▶ **AIM OF THE EXERCISE**: The lines to copy are those in the records below that hold the word "open".

--- PROVIDED ENTRIES Enclosed Below ---

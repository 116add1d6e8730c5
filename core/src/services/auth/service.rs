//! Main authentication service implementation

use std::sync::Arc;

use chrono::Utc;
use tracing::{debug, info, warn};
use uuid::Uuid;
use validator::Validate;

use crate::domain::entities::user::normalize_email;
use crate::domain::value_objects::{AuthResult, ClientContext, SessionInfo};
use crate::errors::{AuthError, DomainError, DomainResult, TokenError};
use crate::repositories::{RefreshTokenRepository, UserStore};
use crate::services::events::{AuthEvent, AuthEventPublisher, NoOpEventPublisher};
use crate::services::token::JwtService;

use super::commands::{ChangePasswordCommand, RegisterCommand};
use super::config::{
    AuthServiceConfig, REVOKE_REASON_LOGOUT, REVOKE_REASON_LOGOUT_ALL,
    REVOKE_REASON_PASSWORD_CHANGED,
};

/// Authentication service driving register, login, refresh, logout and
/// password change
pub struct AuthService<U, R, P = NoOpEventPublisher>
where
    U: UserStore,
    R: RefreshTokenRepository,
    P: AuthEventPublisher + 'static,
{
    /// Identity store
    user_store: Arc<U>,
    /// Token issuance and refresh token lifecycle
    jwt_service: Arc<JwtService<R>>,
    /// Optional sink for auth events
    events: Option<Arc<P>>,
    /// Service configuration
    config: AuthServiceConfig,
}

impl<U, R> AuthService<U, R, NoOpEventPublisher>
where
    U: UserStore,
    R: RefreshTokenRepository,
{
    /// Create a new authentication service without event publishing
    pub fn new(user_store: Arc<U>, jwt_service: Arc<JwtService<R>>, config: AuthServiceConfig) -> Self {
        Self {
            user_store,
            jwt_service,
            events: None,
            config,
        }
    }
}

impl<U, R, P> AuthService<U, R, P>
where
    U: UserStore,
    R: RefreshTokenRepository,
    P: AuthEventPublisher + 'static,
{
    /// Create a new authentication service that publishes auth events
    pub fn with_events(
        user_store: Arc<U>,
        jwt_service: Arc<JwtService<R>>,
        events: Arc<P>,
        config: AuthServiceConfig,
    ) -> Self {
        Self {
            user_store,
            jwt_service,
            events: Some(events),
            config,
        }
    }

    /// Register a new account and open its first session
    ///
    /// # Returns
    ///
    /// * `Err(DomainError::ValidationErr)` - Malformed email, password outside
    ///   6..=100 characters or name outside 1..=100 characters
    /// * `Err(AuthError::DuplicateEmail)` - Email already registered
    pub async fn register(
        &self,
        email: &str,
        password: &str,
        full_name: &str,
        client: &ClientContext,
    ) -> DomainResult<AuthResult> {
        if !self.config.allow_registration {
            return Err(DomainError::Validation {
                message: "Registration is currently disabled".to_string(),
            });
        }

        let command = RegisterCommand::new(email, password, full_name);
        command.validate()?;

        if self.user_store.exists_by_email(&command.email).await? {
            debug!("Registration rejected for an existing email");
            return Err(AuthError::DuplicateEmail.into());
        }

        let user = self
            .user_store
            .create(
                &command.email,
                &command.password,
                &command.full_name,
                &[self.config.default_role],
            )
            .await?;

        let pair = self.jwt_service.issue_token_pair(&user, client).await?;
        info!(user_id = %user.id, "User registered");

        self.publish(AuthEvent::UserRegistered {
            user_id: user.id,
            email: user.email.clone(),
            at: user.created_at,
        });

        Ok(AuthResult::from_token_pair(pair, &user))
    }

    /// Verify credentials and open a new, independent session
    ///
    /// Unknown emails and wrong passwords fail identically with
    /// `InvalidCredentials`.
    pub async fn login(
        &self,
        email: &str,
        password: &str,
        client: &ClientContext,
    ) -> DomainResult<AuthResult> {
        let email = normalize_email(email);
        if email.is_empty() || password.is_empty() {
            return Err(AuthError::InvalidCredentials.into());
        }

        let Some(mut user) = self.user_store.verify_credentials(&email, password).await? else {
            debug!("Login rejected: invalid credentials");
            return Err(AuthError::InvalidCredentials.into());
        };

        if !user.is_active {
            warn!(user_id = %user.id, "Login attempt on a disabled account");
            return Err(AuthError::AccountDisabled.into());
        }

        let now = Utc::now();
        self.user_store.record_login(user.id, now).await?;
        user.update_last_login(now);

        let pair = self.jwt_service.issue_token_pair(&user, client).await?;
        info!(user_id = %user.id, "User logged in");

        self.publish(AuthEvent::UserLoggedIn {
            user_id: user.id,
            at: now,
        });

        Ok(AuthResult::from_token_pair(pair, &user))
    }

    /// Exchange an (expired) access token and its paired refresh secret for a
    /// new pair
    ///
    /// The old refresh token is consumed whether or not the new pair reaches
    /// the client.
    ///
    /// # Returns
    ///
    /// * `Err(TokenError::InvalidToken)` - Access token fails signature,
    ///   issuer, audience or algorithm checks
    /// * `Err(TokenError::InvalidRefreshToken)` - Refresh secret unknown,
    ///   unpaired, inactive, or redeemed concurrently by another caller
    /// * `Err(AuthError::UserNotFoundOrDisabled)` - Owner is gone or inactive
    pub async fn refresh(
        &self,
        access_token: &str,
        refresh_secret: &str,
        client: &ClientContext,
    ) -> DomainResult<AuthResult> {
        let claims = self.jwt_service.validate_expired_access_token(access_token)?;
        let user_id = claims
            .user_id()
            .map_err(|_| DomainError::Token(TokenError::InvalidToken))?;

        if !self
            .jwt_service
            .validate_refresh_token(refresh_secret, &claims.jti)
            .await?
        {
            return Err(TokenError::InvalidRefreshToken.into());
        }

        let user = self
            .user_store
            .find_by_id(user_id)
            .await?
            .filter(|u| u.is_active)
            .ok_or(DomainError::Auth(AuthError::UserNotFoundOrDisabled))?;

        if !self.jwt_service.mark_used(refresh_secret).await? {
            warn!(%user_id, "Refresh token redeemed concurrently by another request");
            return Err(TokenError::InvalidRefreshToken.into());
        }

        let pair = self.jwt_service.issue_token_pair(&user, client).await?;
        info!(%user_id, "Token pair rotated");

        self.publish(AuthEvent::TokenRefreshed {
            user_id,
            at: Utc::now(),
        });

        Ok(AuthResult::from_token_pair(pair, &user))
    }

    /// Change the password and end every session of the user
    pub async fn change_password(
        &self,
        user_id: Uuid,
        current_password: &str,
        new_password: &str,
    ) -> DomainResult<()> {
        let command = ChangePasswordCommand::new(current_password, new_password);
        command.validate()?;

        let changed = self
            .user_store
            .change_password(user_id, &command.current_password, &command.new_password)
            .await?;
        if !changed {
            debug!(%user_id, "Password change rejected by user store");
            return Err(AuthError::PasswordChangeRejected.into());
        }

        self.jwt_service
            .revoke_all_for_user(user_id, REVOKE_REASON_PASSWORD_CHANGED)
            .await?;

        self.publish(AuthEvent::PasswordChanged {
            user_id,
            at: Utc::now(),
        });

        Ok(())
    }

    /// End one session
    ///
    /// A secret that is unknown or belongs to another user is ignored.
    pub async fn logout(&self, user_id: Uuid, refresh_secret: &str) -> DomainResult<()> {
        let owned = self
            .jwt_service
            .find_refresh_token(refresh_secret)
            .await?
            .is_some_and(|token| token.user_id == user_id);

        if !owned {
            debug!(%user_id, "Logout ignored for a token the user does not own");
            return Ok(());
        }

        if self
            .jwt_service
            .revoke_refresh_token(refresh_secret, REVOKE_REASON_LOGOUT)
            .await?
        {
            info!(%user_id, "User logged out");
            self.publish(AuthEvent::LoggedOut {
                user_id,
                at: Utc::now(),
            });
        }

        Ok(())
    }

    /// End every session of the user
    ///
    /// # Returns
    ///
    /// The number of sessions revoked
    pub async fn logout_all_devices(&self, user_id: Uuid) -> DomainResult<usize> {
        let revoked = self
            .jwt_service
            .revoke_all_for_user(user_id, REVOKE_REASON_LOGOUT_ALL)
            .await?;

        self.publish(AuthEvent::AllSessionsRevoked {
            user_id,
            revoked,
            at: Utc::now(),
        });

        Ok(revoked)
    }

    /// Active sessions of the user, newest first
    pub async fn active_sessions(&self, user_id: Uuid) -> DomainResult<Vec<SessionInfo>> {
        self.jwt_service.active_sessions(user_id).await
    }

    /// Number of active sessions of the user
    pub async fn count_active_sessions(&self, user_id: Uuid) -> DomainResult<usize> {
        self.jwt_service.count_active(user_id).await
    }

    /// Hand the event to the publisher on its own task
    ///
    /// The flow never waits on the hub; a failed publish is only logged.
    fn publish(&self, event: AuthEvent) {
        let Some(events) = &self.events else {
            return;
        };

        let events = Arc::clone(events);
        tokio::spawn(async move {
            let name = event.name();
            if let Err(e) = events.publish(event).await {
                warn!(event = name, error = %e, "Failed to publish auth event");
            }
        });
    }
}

--- End of Enclosed PROVIDED ENTRIES ---

▶ **SOLVED PROBLEM**:
    /// Register a new account and open its first session
    /// Verify credentials and open a new, independent session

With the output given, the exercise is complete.